Date of Award

Spring 5-2020

Document Type

Honors Thesis

Degree Name

Bachelor of Arts



Advisor/Committee Chair

Jeffrey Berman, Ph.D.


Tragedy is one of writing’s earliest genres, and yet, why do we involve ourselves in the subject and write our own grief for the rest of the world? This thesis explores the act of tackling the subjects of mental illness and bereavement through the use of memoir, and simultaneously to analyze the use of such subject matter in contemporary fiction. Through creating a memoir of my own charting my journey through mental illness, familial death, and suicide, and analyzing the memoirs and works of those who have been through comparable experience, this thesis illuminates how grief is depicted in the written word, as well as the potential such artwork has for beginning the healing process in those who partake in it. Through the analysis of my own memoir, as well as through taking a dive into Dr.
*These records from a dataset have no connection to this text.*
//! Programmatic configuration for a pipeline run (spec §6 "Programmatic
//! API"). `cli.rs`'s `clap::Parser` struct is a thin shell that parses
//! argv and converts into this type; embedders that never touch argv
//! construct `EngineConfig` directly.

use crate::tasks::preview3d::ViewPoint;

#[derive(Debug, Clone, thiserror::Error)]
pub enum ViewPointParseError {
    #[error("expected 4 colon-separated fields (x:y:z:zscale), got {0}")]
    WrongFieldCount(usize),
    #[error("'{0}' is not a number")]
    NotANumber(String),
}

/// `--consistency={0,1,2}` (spec §4.8): how aggressively the merge stage
/// cross-checks the depth labels it selects.
#[derive(Debug, Clone, Copy, PartialEq, Eq, Default)]
pub enum Consistency {
    #[default]
    Off,
    Subband,
    Neighbour,
}

impl Consistency {
    pub fn from_level(level: u8) -> Self {
        match level {
            0 => Consistency::Off,
            1 => Consistency::Subband,
            _ => Consistency::Neighbour,
        }
    }

    pub fn level(self) -> u8 {
        match self {
            Consistency::Off => 0,
            Consistency::Subband => 1,
            Consistency::Neighbour => 2,
        }
    }
}

#[derive(Debug, Clone)]
pub struct EngineConfig {
    pub output: String,
    pub depthmap: Option<String>,
    pub preview_3d: Option<String>,
    pub save_steps: bool,
    pub jpg_quality: u8,
    pub nocrop: bool,
    pub reference: Option<usize>,
    pub global_align: bool,
    pub full_resolution_align: bool,
    pub use_whitebalance: bool,
    pub use_contrast: bool,
    pub align_only: bool,
    pub align_keep_size: bool,
    pub consistency: Consistency,
    pub denoise: f32,
    pub depthmap_threshold: f32,
    pub depthmap_smooth_xy: f32,
    pub depthmap_smooth_z: f32,
    pub remove_bg: Option<i32>,
    pub halo_radius: u32,
    pub view_point: ViewPoint,
    pub threads: usize,
    pub batch_size: usize,
    pub allow_gpu: bool,
    pub wait_images_secs: u64,
    pub verbose: bool,
}

impl Default for EngineConfig {
    fn default() -> Self {
        Self {
            output: "output.jpg".to_string(),
            depthmap: None,
            preview_3d: None,
            save_steps: false,
            jpg_quality: 95,
            nocrop: false,
            reference: None,
            global_align: false,
            full_resolution_align: false,
            use_whitebalance: true,
            use_contrast: true,
            align_only: false,
            align_keep_size: false,
            consistency: Consistency::Off,
            denoise: 1.0,
            depthmap_threshold: 20.0,
            depthmap_smooth_xy: 32.0,
            depthmap_smooth_z: 4.0,
            remove_bg: None,
            halo_radius: 4,
            view_point: ViewPoint::default(),
            threads: default_thread_count(),
            batch_size: 8,
            allow_gpu: true,
            wait_images_secs: 0,
            verbose: false,
        }
    }
}

/// Hardware concurrency plus one spare thread to carry GPU submission
/// (spec §5 "fixed pool of OS-level threads").
pub fn default_thread_count() -> usize {
    num_cpus::get() + 1
}

/// Parses `--3dviewpoint=x:y:z:zscale`.
pub fn parse_view_point(s: &str) -> Result<ViewPoint, ViewPointParseError> {
    let parts: Vec<&str> = s.split(':').collect();
    if parts.len() != 4 {
        return Err(ViewPointParseError::WrongFieldCount(parts.len()));
    }
    let parse = |field: &str| field.parse::<f32>().map_err(|_| ViewPointParseError::NotANumber(field.to_string()));
    Ok(ViewPoint {
        x: parse(parts[0])?,
        y: parse(parts[1])?,
        z: parse(parts[2])?,
        z_scale: parse(parts[3])?,
    })
}

#[cfg(test)]
mod tests {
    use super::*;

    #[test]
    fn default_config_matches_spec_defaults() {
        let cfg = EngineConfig::default();
        assert_eq!(cfg.output, "output.jpg");
        assert!(cfg.use_whitebalance);
        assert!(cfg.use_contrast);
        assert_eq!(cfg.batch_size, 8);
    }

    #[test]
    fn consistency_level_round_trips() {
        assert_eq!(Consistency::from_level(0), Consistency::Off);
        assert_eq!(Consistency::from_level(1), Consistency::Subband);
        assert_eq!(Consistency::from_level(2), Consistency::Neighbour);
        assert_eq!(Consistency::from_level(9), Consistency::Neighbour);
    }

    #[test]
    fn view_point_parses_colon_separated_fields() {
        let vp = parse_view_point("1:0:2.5:1.5").unwrap();
        assert_eq!(vp.x, 1.0);
        assert_eq!(vp.z, 2.5);
        assert_eq!(vp.z_scale, 1.5);
    }

    #[test]
    fn view_point_rejects_wrong_field_count() {
        assert!(parse_view_point("1:2:3").is_err());
    }
}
Jeffrey Berman’s Mad Muse: The Mental Illness Memoir in a Writer’s Life and Work and Surviving Literary Suicide, along with a case study of William Styron’s Darkness Visible and a partial analysis of Hemingway’s For Whom the Bell Tolls, I hope to paint a picture of what literary grief looks like and how exploratory and transformative literature can have an impact on the mind of the writer. Through the fog of depression, the art of writing can expose us intellectually and emotionally not only to our audience, but to ourselves, be it through fiction or metaphor.